CVX: Chevron’s fourth quarter results missed expectations and provided guidance for 2022 production to be flat to down by 3%, largely due to two production-sharing arrangements expiring in Indonesia and Thailand. Total capex forecast remains intact at $15 billion (up 28% from $11.7 billion in 2021), despite service-cost and inflation pressures. Q4 capex totaled $3.7M. Notable that CVX will allocate $3B to the Permian in 2022, up from $2B in 2021. Global cost inflation pressures have amounted to low-single-digit percentage changes, with the Permian running higher (although not the double-digit growth some other operators are seeing). Production in the Permian is slated to grow by 10% in 2022 from 2021’s 608,000 BOE/d.
VLO reported a substantial earnings beat, due to the strongest fourth-quarter refining margins in several years. The quarter was marked by strong demand for diesel (exceeding pre-Covid levels), gasoline (nearing 2019 levels), and jet fuel (recovering) in the US. Moreover, refining capacity downtime in Europe due to high natural-gas prices and rationalization elsewhere led to strong product pricing. Management is optimistic about demand trends going forward and believes “true” refining utilization in the US is understated at c. 88%. They believe the true number is closer to 90-95%, which augurs well for forward margins.

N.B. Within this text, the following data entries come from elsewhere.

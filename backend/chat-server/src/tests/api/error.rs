use crate::ApiError;

use chat_auth::AuthError;
use chat_core::CoreError;
use chat_identity::{AuthorityError, IdentityError};

use std::panic::Location;

use axum::http::StatusCode;
use axum::response::IntoResponse;
use error_location::ErrorLocation;
use http_body_util::BodyExt;

async fn body_json(error: ApiError) -> (StatusCode, serde_json::Value) {
    let response = error.into_response();
    let status = response.status();
    let body = response.into_body().collect().await.unwrap().to_bytes();
    (status, serde_json::from_slice(&body).unwrap())
}

fn here() -> ErrorLocation {
    ErrorLocation::from(Location::caller())
}

#[tokio::test]
async fn given_unauthorized_when_rendered_then_401_with_code() {
    let (status, json) = body_json(ApiError::Unauthorized {
        message: "Missing Authorization header".into(),
        location: here(),
    })
    .await;

    assert_eq!(status, StatusCode::UNAUTHORIZED);
    assert_eq!(json["error"]["code"], "UNAUTHORIZED");
    assert_eq!(json["error"]["message"], "Missing Authorization header");
    assert!(json["error"].get("field").is_none());
}

#[tokio::test]
async fn given_validation_error_when_rendered_then_400_with_field() {
    let (status, json) = body_json(ApiError::Validation {
        message: "avatar_url must be an http(s) URL".into(),
        field: Some("avatar_url".into()),
        location: here(),
    })
    .await;

    assert_eq!(status, StatusCode::BAD_REQUEST);
    assert_eq!(json["error"]["code"], "VALIDATION_ERROR");
    assert_eq!(json["error"]["field"], "avatar_url");
}

#[tokio::test]
async fn given_profile_update_failure_when_rendered_then_500_with_dedicated_code() {
    let (status, json) = body_json(ApiError::ProfileUpdateFailed {
        message: "Could not save profile for user 7".into(),
        location: here(),
    })
    .await;

    assert_eq!(status, StatusCode::INTERNAL_SERVER_ERROR);
    assert_eq!(json["error"]["code"], "PROFILE_UPDATE_FAILED");
}

#[tokio::test]
async fn given_service_unavailable_when_rendered_then_503() {
    let (status, json) = body_json(ApiError::ServiceUnavailable {
        message: "down".into(),
        location: here(),
    })
    .await;

    assert_eq!(status, StatusCode::SERVICE_UNAVAILABLE);
    assert_eq!(json["error"]["code"], "SERVICE_UNAVAILABLE");
}

#[test]
fn given_auth_error_when_converted_then_unauthorized_names_reason() {
    let api_error: ApiError = AuthError::Expired {
        expired_at: 10,
        location: here(),
    }
    .into();

    match api_error {
        ApiError::Unauthorized { message, .. } => assert!(message.contains("TOKEN_EXPIRED")),
        other => panic!("expected Unauthorized, got {other:?}"),
    }
}

#[test]
fn given_authority_not_found_when_converted_then_not_found() {
    let api_error: ApiError = IdentityError::IdentityUnavailable {
        subject_id: 7,
        source: AuthorityError::not_found(7),
        location: here(),
    }
    .into();

    assert!(matches!(api_error, ApiError::NotFound { .. }));
}

#[test]
fn given_authority_transport_failure_when_converted_then_service_unavailable() {
    let api_error: ApiError = IdentityError::IdentityUnavailable {
        subject_id: 7,
        source: AuthorityError::transport("connection refused"),
        location: here(),
    }
    .into();

    assert!(matches!(api_error, ApiError::ServiceUnavailable { .. }));
}

#[test]
fn given_store_write_failure_when_converted_then_profile_update_failed() {
    let api_error: ApiError = IdentityError::ProfileUpdateFailed {
        subject_id: 7,
        message: "disk full".into(),
        location: here(),
    }
    .into();

    match api_error {
        ApiError::ProfileUpdateFailed { message, .. } => {
            assert!(!message.contains("disk full"));
        }
        other => panic!("expected ProfileUpdateFailed, got {other:?}"),
    }
}

#[test]
fn given_invalid_profile_when_converted_then_validation_keeps_field() {
    let api_error: ApiError = IdentityError::InvalidProfile {
        source: CoreError::Validation {
            message: "first_name too long".into(),
            field: Some("first_name".into()),
            location: here(),
        },
        location: here(),
    }
    .into();

    match api_error {
        ApiError::Validation { field, .. } => assert_eq!(field.as_deref(), Some("first_name")),
        other => panic!("expected Validation, got {other:?}"),
    }
}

PSX reported a strong quarter with better-than-expected results in every business segment. In refining, management confirmed strong demand trends and remain constructive in 2022, noting that with each wave of Covid-19, the demand impact has lessened. Phillips66 is also seeing more capacity rationalizations for the industry than additions, which should help margins. That said, turnarounds look particularly heavy this year at $800-900 million (the highest in company history), leading to full-year guidance of high 80% utilization.